[Start of section]

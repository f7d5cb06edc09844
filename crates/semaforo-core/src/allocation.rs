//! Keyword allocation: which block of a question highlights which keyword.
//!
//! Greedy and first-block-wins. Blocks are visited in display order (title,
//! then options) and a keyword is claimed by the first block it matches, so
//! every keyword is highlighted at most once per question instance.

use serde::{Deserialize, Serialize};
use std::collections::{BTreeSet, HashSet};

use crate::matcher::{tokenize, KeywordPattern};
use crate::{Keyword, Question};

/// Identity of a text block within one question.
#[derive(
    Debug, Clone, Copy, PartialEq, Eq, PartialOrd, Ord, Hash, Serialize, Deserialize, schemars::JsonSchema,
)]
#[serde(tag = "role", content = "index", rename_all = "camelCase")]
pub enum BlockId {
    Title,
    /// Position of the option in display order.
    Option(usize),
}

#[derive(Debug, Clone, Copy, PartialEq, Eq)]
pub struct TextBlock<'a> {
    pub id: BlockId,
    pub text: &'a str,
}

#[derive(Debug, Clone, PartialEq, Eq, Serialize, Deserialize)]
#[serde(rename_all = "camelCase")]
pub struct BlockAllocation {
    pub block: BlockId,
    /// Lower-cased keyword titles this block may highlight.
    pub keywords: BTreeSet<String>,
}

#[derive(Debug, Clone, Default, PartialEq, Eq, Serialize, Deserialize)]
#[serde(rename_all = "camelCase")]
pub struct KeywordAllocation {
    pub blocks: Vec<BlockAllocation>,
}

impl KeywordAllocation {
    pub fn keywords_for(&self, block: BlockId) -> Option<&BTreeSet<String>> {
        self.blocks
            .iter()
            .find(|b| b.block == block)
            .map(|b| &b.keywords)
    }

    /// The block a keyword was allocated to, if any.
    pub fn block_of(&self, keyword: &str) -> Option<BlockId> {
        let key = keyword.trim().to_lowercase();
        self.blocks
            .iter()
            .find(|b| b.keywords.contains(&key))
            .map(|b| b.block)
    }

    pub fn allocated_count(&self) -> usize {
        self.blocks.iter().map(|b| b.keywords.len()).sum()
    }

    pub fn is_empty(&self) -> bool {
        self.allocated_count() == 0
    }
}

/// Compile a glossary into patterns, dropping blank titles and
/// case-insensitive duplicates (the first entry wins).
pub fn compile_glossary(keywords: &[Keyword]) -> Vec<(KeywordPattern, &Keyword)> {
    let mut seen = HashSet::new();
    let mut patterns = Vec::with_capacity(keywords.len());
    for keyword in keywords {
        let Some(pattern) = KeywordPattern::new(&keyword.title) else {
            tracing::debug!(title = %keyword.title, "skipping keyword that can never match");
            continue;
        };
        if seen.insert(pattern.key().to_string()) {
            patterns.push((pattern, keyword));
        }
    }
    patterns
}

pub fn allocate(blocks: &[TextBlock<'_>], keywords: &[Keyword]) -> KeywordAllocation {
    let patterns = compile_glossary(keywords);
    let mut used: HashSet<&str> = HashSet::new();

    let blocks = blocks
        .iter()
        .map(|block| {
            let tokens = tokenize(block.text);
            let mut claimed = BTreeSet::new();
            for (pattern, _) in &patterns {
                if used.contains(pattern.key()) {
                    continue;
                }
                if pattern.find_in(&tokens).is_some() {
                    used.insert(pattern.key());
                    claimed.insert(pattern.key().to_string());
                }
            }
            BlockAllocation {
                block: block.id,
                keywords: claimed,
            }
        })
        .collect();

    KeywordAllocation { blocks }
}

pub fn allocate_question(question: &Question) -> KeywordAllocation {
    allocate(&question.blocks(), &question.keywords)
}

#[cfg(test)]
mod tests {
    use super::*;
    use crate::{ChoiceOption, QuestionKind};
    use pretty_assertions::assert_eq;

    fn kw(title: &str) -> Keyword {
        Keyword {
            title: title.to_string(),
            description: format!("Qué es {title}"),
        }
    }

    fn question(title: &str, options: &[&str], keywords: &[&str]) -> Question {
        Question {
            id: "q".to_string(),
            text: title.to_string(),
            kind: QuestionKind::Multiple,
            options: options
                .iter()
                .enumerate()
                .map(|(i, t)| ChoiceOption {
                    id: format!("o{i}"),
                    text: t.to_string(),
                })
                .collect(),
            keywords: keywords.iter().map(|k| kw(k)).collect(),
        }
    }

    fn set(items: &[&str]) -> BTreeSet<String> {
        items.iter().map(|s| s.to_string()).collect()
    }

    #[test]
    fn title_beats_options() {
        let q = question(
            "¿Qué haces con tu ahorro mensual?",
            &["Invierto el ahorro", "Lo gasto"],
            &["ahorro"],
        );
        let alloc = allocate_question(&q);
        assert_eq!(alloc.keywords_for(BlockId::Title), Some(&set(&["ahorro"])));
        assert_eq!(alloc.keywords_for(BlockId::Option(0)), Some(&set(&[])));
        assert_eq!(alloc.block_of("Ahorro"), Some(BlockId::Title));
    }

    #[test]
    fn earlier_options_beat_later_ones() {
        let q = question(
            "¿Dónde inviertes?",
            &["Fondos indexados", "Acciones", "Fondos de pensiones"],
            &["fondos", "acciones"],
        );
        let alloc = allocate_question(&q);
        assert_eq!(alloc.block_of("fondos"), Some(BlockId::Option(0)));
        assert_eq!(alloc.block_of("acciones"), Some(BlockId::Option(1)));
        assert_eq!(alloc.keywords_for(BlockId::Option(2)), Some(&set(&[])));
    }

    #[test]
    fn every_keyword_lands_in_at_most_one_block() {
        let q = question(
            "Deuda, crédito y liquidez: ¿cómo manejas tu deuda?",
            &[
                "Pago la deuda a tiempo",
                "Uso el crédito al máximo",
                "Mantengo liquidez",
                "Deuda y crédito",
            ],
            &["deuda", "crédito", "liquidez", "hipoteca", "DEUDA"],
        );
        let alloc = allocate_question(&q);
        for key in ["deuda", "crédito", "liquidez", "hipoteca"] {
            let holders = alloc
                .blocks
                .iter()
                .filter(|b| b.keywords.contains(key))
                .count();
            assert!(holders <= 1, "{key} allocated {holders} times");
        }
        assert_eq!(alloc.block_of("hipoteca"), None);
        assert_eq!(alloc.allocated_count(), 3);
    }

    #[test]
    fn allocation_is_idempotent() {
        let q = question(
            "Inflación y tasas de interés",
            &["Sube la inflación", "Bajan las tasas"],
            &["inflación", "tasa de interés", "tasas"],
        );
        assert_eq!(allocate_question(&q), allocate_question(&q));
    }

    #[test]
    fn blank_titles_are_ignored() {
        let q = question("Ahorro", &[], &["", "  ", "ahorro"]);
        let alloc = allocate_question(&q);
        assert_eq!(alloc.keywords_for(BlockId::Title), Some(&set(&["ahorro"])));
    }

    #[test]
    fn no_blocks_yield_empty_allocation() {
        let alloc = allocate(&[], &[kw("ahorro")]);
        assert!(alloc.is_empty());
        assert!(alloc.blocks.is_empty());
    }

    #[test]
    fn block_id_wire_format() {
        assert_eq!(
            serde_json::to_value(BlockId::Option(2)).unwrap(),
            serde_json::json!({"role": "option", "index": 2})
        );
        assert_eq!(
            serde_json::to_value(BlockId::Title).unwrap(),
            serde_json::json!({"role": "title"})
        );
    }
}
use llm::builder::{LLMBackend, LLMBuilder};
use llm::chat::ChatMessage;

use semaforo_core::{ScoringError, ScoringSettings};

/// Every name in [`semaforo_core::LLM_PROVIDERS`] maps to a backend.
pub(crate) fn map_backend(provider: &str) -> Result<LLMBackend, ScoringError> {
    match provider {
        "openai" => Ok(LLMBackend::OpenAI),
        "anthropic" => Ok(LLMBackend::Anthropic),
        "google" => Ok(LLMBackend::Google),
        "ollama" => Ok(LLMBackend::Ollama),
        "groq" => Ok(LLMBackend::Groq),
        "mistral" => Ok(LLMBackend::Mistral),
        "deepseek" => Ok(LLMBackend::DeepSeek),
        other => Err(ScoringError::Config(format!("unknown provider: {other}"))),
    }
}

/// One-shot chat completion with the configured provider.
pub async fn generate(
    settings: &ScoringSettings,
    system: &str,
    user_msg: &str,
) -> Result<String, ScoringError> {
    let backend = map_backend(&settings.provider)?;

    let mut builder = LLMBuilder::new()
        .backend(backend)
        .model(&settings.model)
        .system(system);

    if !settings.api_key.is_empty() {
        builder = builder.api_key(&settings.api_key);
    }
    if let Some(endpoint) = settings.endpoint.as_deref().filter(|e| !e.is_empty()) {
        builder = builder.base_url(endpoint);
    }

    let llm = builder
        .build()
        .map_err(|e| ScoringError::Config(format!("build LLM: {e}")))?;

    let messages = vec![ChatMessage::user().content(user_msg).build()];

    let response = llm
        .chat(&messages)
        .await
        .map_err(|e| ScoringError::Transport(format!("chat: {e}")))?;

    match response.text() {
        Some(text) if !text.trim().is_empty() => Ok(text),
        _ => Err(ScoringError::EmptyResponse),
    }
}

[End of section]
[Start of section]

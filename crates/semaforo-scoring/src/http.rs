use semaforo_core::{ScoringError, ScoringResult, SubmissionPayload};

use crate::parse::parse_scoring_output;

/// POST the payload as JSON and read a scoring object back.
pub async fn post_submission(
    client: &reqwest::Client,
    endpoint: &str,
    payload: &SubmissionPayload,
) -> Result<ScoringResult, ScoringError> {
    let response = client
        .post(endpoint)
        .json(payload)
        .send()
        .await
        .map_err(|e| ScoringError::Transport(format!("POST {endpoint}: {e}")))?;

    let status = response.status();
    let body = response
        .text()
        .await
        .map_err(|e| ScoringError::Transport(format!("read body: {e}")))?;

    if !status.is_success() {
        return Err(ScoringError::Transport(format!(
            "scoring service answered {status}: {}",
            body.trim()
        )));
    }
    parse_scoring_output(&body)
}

[End of section]
[Start of section]

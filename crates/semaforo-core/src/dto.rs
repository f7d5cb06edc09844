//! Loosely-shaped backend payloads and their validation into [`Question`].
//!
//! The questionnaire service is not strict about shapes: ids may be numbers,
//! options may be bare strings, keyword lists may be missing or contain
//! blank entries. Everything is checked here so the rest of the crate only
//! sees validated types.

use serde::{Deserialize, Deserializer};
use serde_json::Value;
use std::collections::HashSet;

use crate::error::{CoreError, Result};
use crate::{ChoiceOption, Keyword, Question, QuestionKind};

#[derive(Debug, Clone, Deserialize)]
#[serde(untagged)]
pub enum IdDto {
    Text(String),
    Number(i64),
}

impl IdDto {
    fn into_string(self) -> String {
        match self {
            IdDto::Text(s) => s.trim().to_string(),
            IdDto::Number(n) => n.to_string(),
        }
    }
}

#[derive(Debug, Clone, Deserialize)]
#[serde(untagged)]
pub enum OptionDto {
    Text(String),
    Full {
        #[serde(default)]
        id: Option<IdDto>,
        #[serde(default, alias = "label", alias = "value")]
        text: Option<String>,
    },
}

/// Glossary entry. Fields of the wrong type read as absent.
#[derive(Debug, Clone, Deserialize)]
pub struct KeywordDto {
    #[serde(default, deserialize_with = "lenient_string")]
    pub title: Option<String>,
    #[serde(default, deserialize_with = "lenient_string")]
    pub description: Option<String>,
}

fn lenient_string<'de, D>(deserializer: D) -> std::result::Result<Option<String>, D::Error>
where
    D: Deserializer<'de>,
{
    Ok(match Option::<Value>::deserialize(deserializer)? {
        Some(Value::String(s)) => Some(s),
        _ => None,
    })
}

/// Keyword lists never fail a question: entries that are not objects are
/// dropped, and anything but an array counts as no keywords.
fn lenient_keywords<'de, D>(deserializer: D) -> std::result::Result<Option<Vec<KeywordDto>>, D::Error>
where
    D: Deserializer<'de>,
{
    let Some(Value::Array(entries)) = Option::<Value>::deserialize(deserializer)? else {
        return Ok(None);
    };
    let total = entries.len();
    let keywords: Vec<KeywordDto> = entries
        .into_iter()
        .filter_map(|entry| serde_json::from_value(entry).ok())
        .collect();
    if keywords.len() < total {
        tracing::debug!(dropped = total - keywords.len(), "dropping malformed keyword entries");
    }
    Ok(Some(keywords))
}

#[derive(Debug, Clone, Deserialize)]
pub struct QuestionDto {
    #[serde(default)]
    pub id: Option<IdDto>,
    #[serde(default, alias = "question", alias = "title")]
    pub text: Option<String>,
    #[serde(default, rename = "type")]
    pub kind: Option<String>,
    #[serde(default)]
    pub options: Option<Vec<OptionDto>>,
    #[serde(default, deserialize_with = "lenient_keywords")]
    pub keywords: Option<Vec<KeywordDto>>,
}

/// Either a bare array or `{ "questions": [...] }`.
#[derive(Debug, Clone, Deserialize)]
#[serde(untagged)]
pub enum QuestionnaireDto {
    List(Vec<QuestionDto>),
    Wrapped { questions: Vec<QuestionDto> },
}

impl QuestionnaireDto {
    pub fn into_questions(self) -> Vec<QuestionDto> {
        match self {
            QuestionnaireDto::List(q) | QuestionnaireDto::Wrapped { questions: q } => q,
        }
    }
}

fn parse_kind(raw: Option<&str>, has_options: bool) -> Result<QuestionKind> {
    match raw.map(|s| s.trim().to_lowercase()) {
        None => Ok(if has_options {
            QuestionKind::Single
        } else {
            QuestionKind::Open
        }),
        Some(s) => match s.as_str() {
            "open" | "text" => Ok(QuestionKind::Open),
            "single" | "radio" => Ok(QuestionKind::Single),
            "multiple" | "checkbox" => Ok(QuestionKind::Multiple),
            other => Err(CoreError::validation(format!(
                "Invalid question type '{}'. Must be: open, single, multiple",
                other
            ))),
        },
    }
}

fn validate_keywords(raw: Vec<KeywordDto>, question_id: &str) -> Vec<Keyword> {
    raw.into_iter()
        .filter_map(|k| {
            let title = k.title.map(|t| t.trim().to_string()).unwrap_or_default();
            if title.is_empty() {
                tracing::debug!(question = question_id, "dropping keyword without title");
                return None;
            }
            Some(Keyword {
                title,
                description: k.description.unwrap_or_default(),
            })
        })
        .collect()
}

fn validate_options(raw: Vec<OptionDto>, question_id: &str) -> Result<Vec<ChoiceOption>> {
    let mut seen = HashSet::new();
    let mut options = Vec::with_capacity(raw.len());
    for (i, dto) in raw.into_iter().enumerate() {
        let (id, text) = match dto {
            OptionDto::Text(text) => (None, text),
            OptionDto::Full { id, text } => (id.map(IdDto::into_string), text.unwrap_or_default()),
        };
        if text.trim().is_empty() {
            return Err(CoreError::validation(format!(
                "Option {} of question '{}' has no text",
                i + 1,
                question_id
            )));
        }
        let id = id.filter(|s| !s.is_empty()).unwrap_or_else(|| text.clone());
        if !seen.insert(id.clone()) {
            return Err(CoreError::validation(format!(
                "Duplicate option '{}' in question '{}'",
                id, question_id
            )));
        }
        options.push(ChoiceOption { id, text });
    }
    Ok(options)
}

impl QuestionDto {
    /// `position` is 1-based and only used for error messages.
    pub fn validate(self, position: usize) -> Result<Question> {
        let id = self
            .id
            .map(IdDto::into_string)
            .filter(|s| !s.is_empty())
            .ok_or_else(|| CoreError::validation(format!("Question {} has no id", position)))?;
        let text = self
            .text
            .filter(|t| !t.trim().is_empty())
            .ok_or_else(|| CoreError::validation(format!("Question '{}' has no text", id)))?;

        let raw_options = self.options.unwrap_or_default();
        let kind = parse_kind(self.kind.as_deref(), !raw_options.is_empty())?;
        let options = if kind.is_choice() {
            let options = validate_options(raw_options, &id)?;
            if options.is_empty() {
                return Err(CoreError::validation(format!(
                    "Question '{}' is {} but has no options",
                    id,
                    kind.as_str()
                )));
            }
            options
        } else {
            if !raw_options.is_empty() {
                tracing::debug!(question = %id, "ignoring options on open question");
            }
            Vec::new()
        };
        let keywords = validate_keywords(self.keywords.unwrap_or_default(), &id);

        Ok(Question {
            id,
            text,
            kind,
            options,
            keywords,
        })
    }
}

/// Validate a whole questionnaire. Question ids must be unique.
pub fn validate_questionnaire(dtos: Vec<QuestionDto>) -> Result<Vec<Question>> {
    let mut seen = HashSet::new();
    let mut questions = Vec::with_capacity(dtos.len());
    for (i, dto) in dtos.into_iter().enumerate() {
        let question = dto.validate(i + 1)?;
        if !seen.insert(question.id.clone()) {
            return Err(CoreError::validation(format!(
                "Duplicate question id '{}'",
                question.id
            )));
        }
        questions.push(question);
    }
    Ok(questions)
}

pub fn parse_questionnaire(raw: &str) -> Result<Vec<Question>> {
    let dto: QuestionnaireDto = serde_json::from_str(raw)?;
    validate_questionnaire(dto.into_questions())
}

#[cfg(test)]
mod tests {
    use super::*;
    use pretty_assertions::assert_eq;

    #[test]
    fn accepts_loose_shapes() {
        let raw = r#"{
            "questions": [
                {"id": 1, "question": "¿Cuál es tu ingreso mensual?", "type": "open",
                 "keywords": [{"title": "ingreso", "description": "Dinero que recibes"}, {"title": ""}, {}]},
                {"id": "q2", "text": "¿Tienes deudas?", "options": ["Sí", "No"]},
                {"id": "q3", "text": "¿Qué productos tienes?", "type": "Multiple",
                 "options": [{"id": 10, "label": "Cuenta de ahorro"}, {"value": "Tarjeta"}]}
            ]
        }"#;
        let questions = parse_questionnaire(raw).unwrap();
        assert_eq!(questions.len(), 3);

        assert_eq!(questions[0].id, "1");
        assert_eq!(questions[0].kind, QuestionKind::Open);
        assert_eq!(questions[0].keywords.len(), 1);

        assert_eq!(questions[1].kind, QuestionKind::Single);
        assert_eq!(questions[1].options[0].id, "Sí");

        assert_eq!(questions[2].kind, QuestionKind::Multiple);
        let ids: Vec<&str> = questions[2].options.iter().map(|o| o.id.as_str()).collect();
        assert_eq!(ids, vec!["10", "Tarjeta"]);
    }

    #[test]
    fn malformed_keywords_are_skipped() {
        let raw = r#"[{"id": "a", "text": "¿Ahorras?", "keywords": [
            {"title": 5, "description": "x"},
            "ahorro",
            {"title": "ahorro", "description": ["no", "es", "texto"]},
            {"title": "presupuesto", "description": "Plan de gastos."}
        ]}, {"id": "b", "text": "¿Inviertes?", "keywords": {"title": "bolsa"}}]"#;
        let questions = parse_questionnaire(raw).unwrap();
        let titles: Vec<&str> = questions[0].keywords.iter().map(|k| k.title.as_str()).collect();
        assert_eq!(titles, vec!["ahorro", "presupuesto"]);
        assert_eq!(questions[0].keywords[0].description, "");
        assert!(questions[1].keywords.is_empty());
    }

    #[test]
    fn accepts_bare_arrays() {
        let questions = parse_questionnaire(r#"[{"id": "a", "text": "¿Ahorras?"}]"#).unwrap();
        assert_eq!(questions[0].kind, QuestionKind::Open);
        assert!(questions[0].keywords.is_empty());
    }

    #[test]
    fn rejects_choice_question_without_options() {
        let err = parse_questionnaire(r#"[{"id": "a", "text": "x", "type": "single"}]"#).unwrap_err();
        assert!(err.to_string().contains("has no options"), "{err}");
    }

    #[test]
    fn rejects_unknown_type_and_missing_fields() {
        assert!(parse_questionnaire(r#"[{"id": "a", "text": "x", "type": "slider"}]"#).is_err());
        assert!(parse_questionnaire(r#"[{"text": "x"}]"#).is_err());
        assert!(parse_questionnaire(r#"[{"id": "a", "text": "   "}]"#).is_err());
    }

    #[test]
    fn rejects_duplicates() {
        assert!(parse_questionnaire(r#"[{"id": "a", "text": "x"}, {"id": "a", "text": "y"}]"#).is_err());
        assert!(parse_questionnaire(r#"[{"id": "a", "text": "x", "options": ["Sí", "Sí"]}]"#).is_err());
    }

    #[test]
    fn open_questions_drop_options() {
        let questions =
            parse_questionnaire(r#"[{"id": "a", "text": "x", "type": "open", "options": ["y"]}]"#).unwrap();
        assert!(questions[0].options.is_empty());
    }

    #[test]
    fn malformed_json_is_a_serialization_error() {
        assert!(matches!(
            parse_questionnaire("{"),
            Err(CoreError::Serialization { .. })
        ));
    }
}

[End of section]

→ What the task asks
Once you have found every line above holding the word "only", copy those lines.

→ Answer
//! blank entries. Everything is checked here so the rest of the crate only
    /// `position` is 1-based and only used for error messages.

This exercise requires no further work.